Scientific classification
- Kingdom: Plantae
- Clade: Tracheophytes
- Clade: Angiosperms
- Clade: Monocots
- Order: Asparagales
- Family: Amaryllidaceae
- Subfamily: Allioideae
- Genus: Allium
- Species: A. jepsonii
- Binomial name: Allium jepsonii (Ownbey & Aase) S. Denison & McNeal
- Synonyms: Allium sanbornii var. jepsonii Ownbey & Aase ex Traub

= Allium jepsonii =

- Authority: (Ownbey & Aase) S. Denison & McNeal
- Conservation status: G2
- Synonyms: Allium sanbornii var. jepsonii Ownbey & Aase ex Traub

Species of flowering plant

Allium jepsonii is a species of wild onion known by the common name Jepson's onion, honoring renowned California botanist Willis Linn Jepson.

==Distribution and habitat==
Allium jepsonii is endemic to the foothills of the Sierra Nevada foothills of California, in Tuolumne, Placer, El Dorado, and Butte Counties.

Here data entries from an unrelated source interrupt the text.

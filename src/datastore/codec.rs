//! Mapping between typed records and stored entities.

use uuid::Uuid;

use super::repo_types::{Interest, Message, User, UserMarker};
use crate::store::{Entity, RecordError};

pub trait Record: Sized {
    const KIND: &'static str;

    fn to_entity(&self) -> Entity;
    fn from_entity(entity: &Entity) -> Result<Self, RecordError>;
}

impl Record for Message {
    const KIND: &'static str = "Message";

    fn to_entity(&self) -> Entity {
        let mut e = Entity::named(Self::KIND, self.id.to_string());
        if let Some(url) = &self.image_url {
            e.set("imageUrl", url.as_str());
        }
        e.set("user", self.user.as_str());
        e.set("text", self.text.as_str());
        e.set("timestamp", self.timestamp);
        e.set("recipient", self.recipient.as_str());
        e
    }

    fn from_entity(e: &Entity) -> Result<Self, RecordError> {
        Ok(Self {
            id: Uuid::parse_str(e.name()?)?,
            user: e.get_str("user")?.to_string(),
            text: e.get_str("text")?.to_string(),
            timestamp: e.get_i64("timestamp")?,
            recipient: e.get_str("recipient")?.to_string(),
            image_url: e.get_opt_str("imageUrl")?.map(str::to_string),
        })
    }
}

impl Record for User {
    const KIND: &'static str = "User";

    fn to_entity(&self) -> Entity {
        let mut e = Entity::named(Self::KIND, self.email.as_str());
        e.set("email", self.email.as_str());
        e.set("aboutMe", self.about_me.as_str());
        e
    }

    fn from_entity(e: &Entity) -> Result<Self, RecordError> {
        Ok(Self::new(
            e.get_opt_str("email")?.map(str::to_string),
            e.get_opt_str("aboutMe")?.map(str::to_string),
        ))
    }
}

impl Record for Interest {
    const KIND: &'static str = "Interest";

    fn to_entity(&self) -> Entity {
        let mut e = Entity::named(Self::KIND, self.email.as_str());
        e.set("email", self.email.as_str());
        e.set("interest", self.info.as_str());
        e
    }

    fn from_entity(e: &Entity) -> Result<Self, RecordError> {
        Ok(Self::new(
            e.get_opt_str("email")?.map(str::to_string),
            e.get_opt_str("interest")?.map(str::to_string),
        ))
    }
}

impl Record for UserMarker {
    const KIND: &'static str = "UserMarker";

    fn to_entity(&self) -> Entity {
        let mut e = Entity::new(Self::KIND);
        e.set("lat", self.lat);
        e.set("lng", self.lng);
        e.set("content", self.content.as_str());
        e.set("user", self.user.as_str());
        e
    }

    fn from_entity(e: &Entity) -> Result<Self, RecordError> {
        Ok(Self {
            lat: e.get_f64("lat")?,
            lng: e.get_f64("lng")?,
            content: e.get_str("content")?.to_string(),
            user: e.get_str("user")?.to_string(),
        })
    }
}
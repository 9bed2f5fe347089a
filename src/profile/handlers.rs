use axum::{
    extract::{Query, State},
    http::StatusCode,
    response::Redirect,
    routing::{get, post},
    Form, Router,
};
use tracing::{info, instrument, warn};

use super::dto::{AboutMeForm, UserQuery};
use crate::{
    app::{store_fault, user_page},
    auth::AuthUser,
    datastore::User,
    sanitize,
    state::AppState,
};

pub fn read_routes() -> Router<AppState> {
    Router::new().route("/about", get(get_about_me))
}

pub fn write_routes() -> Router<AppState> {
    Router::new().route("/about", post(post_about_me))
}

/// GET /about?user=...: the user's about-me text, empty when unknown.
#[instrument(skip(state))]
pub async fn get_about_me(
    State(state): State<AppState>,
    Query(q): Query<UserQuery>,
) -> Result<String, (StatusCode, String)> {
    let Some(email) = q.user.filter(|u| !u.is_empty()) else {
        return Ok(String::new());
    };
    let user = state.datastore.get_user(&email).await.map_err(store_fault)?;
    Ok(user.map(|u| u.about_me).unwrap_or_default())
}

#[instrument(skip(state, form))]
pub async fn post_about_me(
    State(state): State<AppState>,
    AuthUser(email): AuthUser,
    Form(form): Form<AboutMeForm>,
) -> Result<Redirect, (StatusCode, String)> {
    let back = user_page(&email);

    let Some(raw) = form.about_me else {
        warn!(%email, "about form without about-me");
        return Ok(back);
    };

    let user = User::new(Some(email), Some(sanitize::strip_all(&raw)));
    state.datastore.store_user(&user).await.map_err(store_fault)?;

    info!(email = %user.email, "about me stored");
    Ok(back)
}
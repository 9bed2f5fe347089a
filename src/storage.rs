use std::time::Duration;

use anyhow::Context;
use async_trait::async_trait;
use aws_config::{defaults, BehaviorVersion};
use aws_credential_types::Credentials;
use aws_sdk_s3::{
    config::{Builder as S3ConfigBuilder, Region},
    presigning::PresigningConfig,
    Client,
};

use crate::config::ObjectStoreConfig;

/// Object storage for uploaded message images.
#[async_trait]
pub trait StorageClient: Send + Sync {
    /// A URL that accepts a single `PUT` of the object at `key`.
    async fn presign_put(&self, key: &str, seconds: u64) -> anyhow::Result<String>;
    /// Where a stored object can be fetched from once uploaded.
    fn public_url(&self, key: &str) -> String;
}

#[derive(Clone)]
pub struct Storage {
    client: Client,
    endpoint: String,
    bucket: String,
}

impl Storage {
    pub async fn new(cfg: &ObjectStoreConfig, region: &str) -> anyhow::Result<Self> {
        let shared = defaults(BehaviorVersion::latest())
            .region(Region::new(region.to_string()))
            .credentials_provider(Credentials::new(
                &cfg.access_key,
                &cfg.secret_key,
                None,
                None,
                "static",
            ))
            .endpoint_url(&cfg.endpoint)
            .load()
            .await;

        let conf = S3ConfigBuilder::from(&shared)
            .endpoint_url(&cfg.endpoint)
            .force_path_style(true)
            .build();

        Ok(Self {
            client: Client::from_conf(conf),
            endpoint: cfg.endpoint.trim_end_matches('/').to_string(),
            bucket: cfg.bucket.clone(),
        })
    }
}

#[async_trait]
impl StorageClient for Storage {
    async fn presign_put(&self, key: &str, seconds: u64) -> anyhow::Result<String> {
        let presigned = self
            .client
            .put_object()
            .bucket(&self.bucket)
            .key(key)
            .presigned(PresigningConfig::expires_in(Duration::from_secs(seconds))?)
            .await
            .context("s3 presign_put")?;
        Ok(presigned.uri().to_string())
    }

    fn public_url(&self, key: &str) -> String {
        format!("{}/{}/{}", self.endpoint, self.bucket, key)
    }
}
use serde::Deserialize;

#[derive(Debug, Deserialize)]
pub struct UserQuery {
    pub user: Option<String>,
}

#[derive(Debug, Deserialize)]
pub struct AboutMeForm {
    #[serde(rename = "about-me")]
    pub about_me: Option<String>,
}
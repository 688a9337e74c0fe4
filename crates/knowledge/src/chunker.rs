//! Document chunking.
//!
//! Splits documents into overlapping, boundary-aware windows sized in
//! characters. Splitting prefers natural breaks (paragraphs, then
//! sentences, then words) over hard cuts mid-word.

use ragd_core::{AppError, AppResult};
use text_splitter::{ChunkConfig, TextSplitter};
use tracing::debug;

use crate::types::{Chunk, Document};

/// Character-based splitter with a fixed size and overlap.
pub struct Chunker {
    splitter: TextSplitter<text_splitter::Characters>,
}

impl Chunker {
    /// Create a chunker.
    ///
    /// Fails fast when `overlap >= size`: such a window would never
    /// advance through the text.
    pub fn new(size: usize, overlap: usize) -> AppResult<Self> {
        let config = ChunkConfig::new(size).with_overlap(overlap).map_err(|e| {
            AppError::Knowledge(format!(
                "Invalid chunking parameters (size {}, overlap {}): {}",
                size, overlap, e
            ))
        })?;

        Ok(Self {
            splitter: TextSplitter::new(config),
        })
    }

    /// Split one document into chunks, each inheriting the document's
    /// source. Documents with no non-whitespace content produce zero
    /// chunks.
    pub fn split_document(&self, document: &Document) -> Vec<Chunk> {
        if document.content.trim().is_empty() {
            return Vec::new();
        }

        self.splitter
            .chunks(&document.content)
            .map(|text| Chunk {
                text: text.to_string(),
                source: document.source.clone(),
            })
            .collect()
    }

    /// Split a batch of documents, preserving document order.
    pub fn split_documents(&self, documents: &[Document]) -> Vec<Chunk> {
        let chunks: Vec<Chunk> = documents
            .iter()
            .flat_map(|doc| self.split_document(doc))
            .collect();

        debug!(
            "Chunked {} documents into {} chunks",
            documents.len(),
            chunks.len()
        );

        chunks
    }
}

#[cfg(test)]
mod tests {
    use super::*;

    fn doc(source: &str, content: &str) -> Document {
        Document {
            content: content.to_string(),
            source: source.to_string(),
        }
    }

    #[test]
    fn test_rejects_overlap_not_smaller_than_size() {
        assert!(Chunker::new(100, 100).is_err());
        assert!(Chunker::new(100, 150).is_err());
        assert!(Chunker::new(100, 99).is_ok());
    }

    #[test]
    fn test_short_document_yields_single_chunk() {
        let chunker = Chunker::new(1200, 200).unwrap();
        let chunks = chunker.split_document(&doc("a.rs", "fn main() {}"));

        assert_eq!(chunks.len(), 1);
        assert_eq!(chunks[0].text, "fn main() {}");
        assert_eq!(chunks[0].source, "a.rs");
    }

    #[test]
    fn test_whitespace_only_document_yields_no_chunks() {
        let chunker = Chunker::new(1200, 200).unwrap();
        assert!(chunker.split_document(&doc("blank.txt", "  \n\t\n ")).is_empty());
        assert!(chunker.split_document(&doc("empty.txt", "")).is_empty());
    }

    #[test]
    fn test_long_document_respects_chunk_size() {
        let chunker = Chunker::new(20, 5).unwrap();
        let content = "All widgets are blue. Blue is the only widget color.";
        let chunks = chunker.split_document(&doc("widgets.txt", content));

        assert!(chunks.len() >= 2);
        for chunk in &chunks {
            assert!(chunk.text.chars().count() <= 20, "oversized chunk: {:?}", chunk.text);
            assert_eq!(chunk.source, "widgets.txt");
        }
    }

    #[test]
    fn test_consecutive_chunks_share_overlap() {
        // Words are short enough that the overlap window always has
        // room for at least the previous chunk's last word.
        let overlap = 5;
        let chunker = Chunker::new(12, overlap).unwrap();
        let content = "ab cd ef gh ij kl mn op qr st uv wx yz";
        let chunks = chunker.split_document(&doc("pairs.txt", content));
        assert!(chunks.len() >= 3);

        for pair in chunks.windows(2) {
            let prev: Vec<char> = pair[0].text.chars().collect();
            let next = &pair[1].text;
            let shared = (1..=overlap.min(prev.len()))
                .rev()
                .map(|n| prev[prev.len() - n..].iter().collect::<String>())
                .find(|suffix| next.starts_with(suffix.as_str()));
            assert!(
                shared.is_some(),
                "chunk {:?} does not begin with a trailing slice (<= {} chars) of {:?}",
                next,
                overlap,
                pair[0].text
            );
        }
    }

    #[test]
    fn test_chunks_cover_the_document() {
        let chunker = Chunker::new(30, 10).unwrap();
        let content = "one two three four five six seven eight nine ten eleven twelve";
        let chunks = chunker.split_document(&doc("n.txt", content));

        for word in content.split_whitespace() {
            assert!(
                chunks.iter().any(|c| c.text.contains(word)),
                "word {:?} missing from all chunks",
                word
            );
        }
    }

    #[test]
    fn test_split_documents_preserves_order() {
        let chunker = Chunker::new(1200, 200).unwrap();
        let docs = vec![doc("a.txt", "first"), doc("b.txt", "second")];
        let chunks = chunker.split_documents(&docs);

        assert_eq!(chunks.len(), 2);
        assert_eq!(chunks[0].source, "a.txt");
        assert_eq!(chunks[1].source, "b.txt");
    }
}
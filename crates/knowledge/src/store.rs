//! LanceDB-backed vector store.
//!
//! One connection, one table. The table schema is flat: chunk id,
//! source path, chunk text, and a fixed-size embedding vector.

use arrow_array::{Array, FixedSizeListArray, Float32Array, RecordBatch, RecordBatchIterator, StringArray};
use arrow_schema::{DataType, Field, Schema};
use futures::TryStreamExt;
use lancedb::query::{ExecutableQuery, QueryBase};
use lancedb::{Connection, Table};
use ragd_core::{AppError, AppResult};
use std::path::Path;
use std::sync::Arc;
use tracing::{debug, info};
use uuid::Uuid;

use crate::types::{Chunk, RetrievedChunk};

/// Result of a collection delete. Callers see exactly what happened;
/// "already gone" and "gone now" are different facts.
#[derive(Debug, Clone, PartialEq)]
pub enum DeleteOutcome {
    /// The collection existed and was removed.
    Deleted,

    /// There was no collection to remove.
    NotFound,

    /// The backend refused to remove it.
    Failed(String),
}

/// Vector store over a LanceDB table.
pub struct VectorStore {
    conn: Connection,
    table: Table,
    collection: String,
    embedding_dim: usize,
}

impl VectorStore {
    /// Connect to the store at `index_dir`, creating the directory and
    /// the collection table if they do not exist yet.
    pub async fn open(index_dir: &Path, collection: &str, embedding_dim: usize) -> AppResult<Self> {
        std::fs::create_dir_all(index_dir)
            .map_err(|e| AppError::Index(format!("Failed to create index directory: {}", e)))?;

        let uri = index_dir.to_string_lossy().to_string();
        let conn = lancedb::connect(&uri)
            .execute()
            .await
            .map_err(|e| AppError::Index(format!("Failed to connect to LanceDB: {}", e)))?;

        let table_names = conn
            .table_names()
            .execute()
            .await
            .map_err(|e| AppError::Index(format!("Failed to list tables: {}", e)))?;

        let table = if table_names.contains(&collection.to_string()) {
            conn.open_table(collection)
                .execute()
                .await
                .map_err(|e| AppError::Index(format!("Failed to open table: {}", e)))?
        } else {
            let schema = Self::schema(embedding_dim);
            let empty = RecordBatch::new_empty(schema.clone());
            conn.create_table(collection, RecordBatchIterator::new(vec![Ok(empty)], schema))
                .execute()
                .await
                .map_err(|e| AppError::Index(format!("Failed to create table: {}", e)))?
        };

        debug!("Opened vector store at {}", index_dir.display());

        Ok(Self {
            conn,
            table,
            collection: collection.to_string(),
            embedding_dim,
        })
    }

    fn schema(embedding_dim: usize) -> Arc<Schema> {
        Arc::new(Schema::new(vec![
            Field::new("id", DataType::Utf8, false),
            Field::new("source", DataType::Utf8, false),
            Field::new("text", DataType::Utf8, false),
            Field::new(
                "embedding",
                DataType::FixedSizeList(
                    Arc::new(Field::new("item", DataType::Float32, true)),
                    embedding_dim as i32,
                ),
                false,
            ),
        ]))
    }

    /// Append chunks with their embeddings. Inputs are parallel arrays;
    /// an empty batch is a no-op. Every embedding must match the table
    /// dimension.
    pub async fn add_chunks(&self, chunks: &[Chunk], embeddings: &[Vec<f32>]) -> AppResult<()> {
        if chunks.len() != embeddings.len() {
            return Err(AppError::Index(format!(
                "Chunk/embedding count mismatch: {} chunks, {} embeddings",
                chunks.len(),
                embeddings.len()
            )));
        }
        if chunks.is_empty() {
            return Ok(());
        }

        for embedding in embeddings {
            if embedding.len() != self.embedding_dim {
                return Err(AppError::Index(format!(
                    "Embedding dimension mismatch: expected {}, got {}",
                    self.embedding_dim,
                    embedding.len()
                )));
            }
        }

        let batch = self.to_batch(chunks, embeddings)?;
        self.table
            .add(RecordBatchIterator::new(vec![Ok(batch.clone())], batch.schema()))
            .execute()
            .await
            .map_err(|e| AppError::Index(format!("Failed to add chunks: {}", e)))?;

        debug!("Inserted {} chunks into {}", chunks.len(), self.collection);
        Ok(())
    }

    /// Build one record batch covering the whole insert.
    fn to_batch(&self, chunks: &[Chunk], embeddings: &[Vec<f32>]) -> AppResult<RecordBatch> {
        let ids: Vec<String> = chunks.iter().map(|_| Uuid::new_v4().to_string()).collect();
        let id_array = StringArray::from(ids);
        let source_array = StringArray::from(
            chunks.iter().map(|c| c.source.as_str()).collect::<Vec<_>>(),
        );
        let text_array =
            StringArray::from(chunks.iter().map(|c| c.text.as_str()).collect::<Vec<_>>());

        let flat: Vec<f32> = embeddings.iter().flatten().copied().collect();
        let embedding_array = FixedSizeListArray::new(
            Arc::new(Field::new("item", DataType::Float32, true)),
            self.embedding_dim as i32,
            Arc::new(Float32Array::from(flat)),
            None,
        );

        RecordBatch::try_new(
            Self::schema(self.embedding_dim),
            vec![
                Arc::new(id_array),
                Arc::new(source_array),
                Arc::new(text_array),
                Arc::new(embedding_array),
            ],
        )
        .map_err(|e| AppError::Index(format!("Failed to build record batch: {}", e)))
    }

    /// Similarity search: the `top_k` stored chunks nearest to
    /// `query_embedding`, ascending by cosine distance.
    pub async fn search(
        &self,
        query_embedding: &[f32],
        top_k: usize,
    ) -> AppResult<Vec<RetrievedChunk>> {
        if query_embedding.len() != self.embedding_dim {
            return Err(AppError::Index(format!(
                "Query embedding dimension mismatch: expected {}, got {}",
                self.embedding_dim,
                query_embedding.len()
            )));
        }

        let batches = self
            .table
            .query()
            .nearest_to(query_embedding.to_vec())
            .map_err(|e| AppError::Index(format!("Failed to build query: {}", e)))?
            .limit(top_k)
            .execute()
            .await
            .map_err(|e| AppError::Index(format!("Failed to execute search: {}", e)))?
            .try_collect::<Vec<_>>()
            .await
            .map_err(|e| AppError::Index(format!("Failed to collect results: {}", e)))?;

        let mut results = Vec::new();
        for batch in &batches {
            for row in 0..batch.num_rows() {
                let (source, text, embedding) = Self::read_row(batch, row)?;
                let distance = 1.0 - cosine_similarity(query_embedding, &embedding);
                results.push(RetrievedChunk {
                    text,
                    source,
                    distance,
                });
            }
        }

        results.sort_by(|a, b| {
            a.distance
                .partial_cmp(&b.distance)
                .unwrap_or(std::cmp::Ordering::Equal)
        });
        results.truncate(top_k);

        debug!("Retrieved {} chunks (requested top-{})", results.len(), top_k);
        Ok(results)
    }

    fn read_row(batch: &RecordBatch, row: usize) -> AppResult<(String, String, Vec<f32>)> {
        let source = batch
            .column(1)
            .as_any()
            .downcast_ref::<StringArray>()
            .ok_or_else(|| AppError::Index("Invalid source column".to_string()))?
            .value(row)
            .to_string();

        let text = batch
            .column(2)
            .as_any()
            .downcast_ref::<StringArray>()
            .ok_or_else(|| AppError::Index("Invalid text column".to_string()))?
            .value(row)
            .to_string();

        let list = batch
            .column(3)
            .as_any()
            .downcast_ref::<FixedSizeListArray>()
            .ok_or_else(|| AppError::Index("Invalid embedding column".to_string()))?;
        let values = list.value(row);
        let values = values
            .as_any()
            .downcast_ref::<Float32Array>()
            .ok_or_else(|| AppError::Index("Invalid embedding values".to_string()))?;
        let embedding: Vec<f32> = (0..values.len()).map(|i| values.value(i)).collect();

        Ok((source, text, embedding))
    }

    /// Number of stored chunks.
    pub async fn count(&self) -> AppResult<usize> {
        self.table
            .count_rows(None)
            .await
            .map_err(|e| AppError::Index(format!("Failed to count rows: {}", e)))
    }

    /// Drop the collection table. Consumes the store: a dropped table
    /// leaves nothing valid to hold onto, callers reopen instead.
    pub async fn delete_collection(self) -> DeleteOutcome {
        let table_names = match self.conn.table_names().execute().await {
            Ok(names) => names,
            Err(e) => return DeleteOutcome::Failed(format!("Failed to list tables: {}", e)),
        };

        if !table_names.contains(&self.collection) {
            return DeleteOutcome::NotFound;
        }

        match self.conn.drop_table(&self.collection, &[]).await {
            Ok(()) => {
                info!("Dropped collection {}", self.collection);
                DeleteOutcome::Deleted
            }
            Err(e) => DeleteOutcome::Failed(format!("Failed to drop table: {}", e)),
        }
    }
}

/// Cosine similarity, 0.0 for degenerate vectors.
fn cosine_similarity(a: &[f32], b: &[f32]) -> f32 {
    if a.len() != b.len() {
        return 0.0;
    }

    let dot: f32 = a.iter().zip(b.iter()).map(|(x, y)| x * y).sum();
    let norm_a: f32 = a.iter().map(|x| x * x).sum::<f32>().sqrt();
    let norm_b: f32 = b.iter().map(|x| x * x).sum::<f32>().sqrt();

    if norm_a == 0.0 || norm_b == 0.0 {
        return 0.0;
    }

    dot / (norm_a * norm_b)
}

#[cfg(test)]
mod tests {
    use super::*;
    use crate::embeddings::{EmbeddingProvider, MockEmbedder};
    use tempfile::TempDir;

    const DIM: usize = 32;

    fn chunk(source: &str, text: &str) -> Chunk {
        Chunk {
            text: text.to_string(),
            source: source.to_string(),
        }
    }

    async fn embed_all(texts: &[&str]) -> Vec<Vec<f32>> {
        let embedder = MockEmbedder::new(DIM);
        let mut out = Vec::new();
        for text in texts {
            out.push(embedder.embed(text).await.unwrap());
        }
        out
    }

    #[tokio::test]
    async fn test_open_creates_table_and_starts_empty() {
        let dir = TempDir::new().unwrap();
        let store = VectorStore::open(dir.path(), "personal_rag", DIM).await.unwrap();
        assert_eq!(store.count().await.unwrap(), 0);
    }

    #[tokio::test]
    async fn test_add_and_count() {
        let dir = TempDir::new().unwrap();
        let store = VectorStore::open(dir.path(), "personal_rag", DIM).await.unwrap();

        let chunks = vec![chunk("a.rs", "alpha text"), chunk("b.rs", "beta text")];
        let embeddings = embed_all(&["alpha text", "beta text"]).await;
        store.add_chunks(&chunks, &embeddings).await.unwrap();

        assert_eq!(store.count().await.unwrap(), 2);
    }

    #[tokio::test]
    async fn test_empty_add_is_a_noop() {
        let dir = TempDir::new().unwrap();
        let store = VectorStore::open(dir.path(), "personal_rag", DIM).await.unwrap();
        store.add_chunks(&[], &[]).await.unwrap();
        assert_eq!(store.count().await.unwrap(), 0);
    }

    #[tokio::test]
    async fn test_add_rejects_wrong_dimension() {
        let dir = TempDir::new().unwrap();
        let store = VectorStore::open(dir.path(), "personal_rag", DIM).await.unwrap();

        let result = store
            .add_chunks(&[chunk("a.rs", "text")], &[vec![0.5; DIM + 1]])
            .await;
        assert!(result.is_err());
    }

    #[tokio::test]
    async fn test_search_orders_by_distance() {
        let dir = TempDir::new().unwrap();
        let store = VectorStore::open(dir.path(), "personal_rag", DIM).await.unwrap();
        let embedder = MockEmbedder::new(DIM);

        let texts = [
            "rust ownership and borrowing rules",
            "annual financial report for the year",
            "rust ownership explained in depth",
        ];
        let chunks: Vec<Chunk> = texts
            .iter()
            .enumerate()
            .map(|(i, t)| chunk(&format!("doc{}.txt", i), t))
            .collect();
        let embeddings = embed_all(&texts).await;
        store.add_chunks(&chunks, &embeddings).await.unwrap();

        let query = embedder.embed("rust ownership").await.unwrap();
        let results = store.search(&query, 2).await.unwrap();

        assert_eq!(results.len(), 2);
        assert!(results[0].distance <= results[1].distance);
        assert!(results[0].text.contains("ownership"));
    }

    #[tokio::test]
    async fn test_search_on_empty_table_returns_nothing() {
        let dir = TempDir::new().unwrap();
        let store = VectorStore::open(dir.path(), "personal_rag", DIM).await.unwrap();
        let embedder = MockEmbedder::new(DIM);

        let query = embedder.embed("anything").await.unwrap();
        let results = store.search(&query, 4).await.unwrap();
        assert!(results.is_empty());
    }

    #[tokio::test]
    async fn test_search_rejects_wrong_query_dimension() {
        let dir = TempDir::new().unwrap();
        let store = VectorStore::open(dir.path(), "personal_rag", DIM).await.unwrap();
        assert!(store.search(&vec![0.1; DIM - 1], 4).await.is_err());
    }

    #[tokio::test]
    async fn test_delete_existing_collection() {
        let dir = TempDir::new().unwrap();
        let store = VectorStore::open(dir.path(), "personal_rag", DIM).await.unwrap();
        assert_eq!(store.delete_collection().await, DeleteOutcome::Deleted);

        // Reopen recreates the table from scratch.
        let store = VectorStore::open(dir.path(), "personal_rag", DIM).await.unwrap();
        assert_eq!(store.count().await.unwrap(), 0);
    }

    #[tokio::test]
    async fn test_delete_reports_not_found_after_external_drop() {
        let dir = TempDir::new().unwrap();
        let store = VectorStore::open(dir.path(), "personal_rag", DIM).await.unwrap();
        let second = VectorStore::open(dir.path(), "personal_rag", DIM).await.unwrap();

        assert_eq!(store.delete_collection().await, DeleteOutcome::Deleted);
        assert_eq!(second.delete_collection().await, DeleteOutcome::NotFound);
    }

    #[test]
    fn test_cosine_similarity_basics() {
        assert!((cosine_similarity(&[1.0, 0.0], &[1.0, 0.0]) - 1.0).abs() < 1e-6);
        assert!(cosine_similarity(&[1.0, 0.0], &[0.0, 1.0]).abs() < 1e-6);
        assert_eq!(cosine_similarity(&[0.0, 0.0], &[1.0, 0.0]), 0.0);
        assert_eq!(cosine_similarity(&[1.0], &[1.0, 0.0]), 0.0);
    }
}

It is found at elevations of 300–600 m and grows on clay soils.

==Description==
Allium jepsonii, the Jepson's onion, grows to a height between about 20 and 40 centimeters from one or two oval-shaped bulbs. There is a single cylindrical leaf which is about the same length as the stem.

The inflorescence holds 20 to 60 small flowers, each under a centimeter long with pink-veined white tepals with curling tips.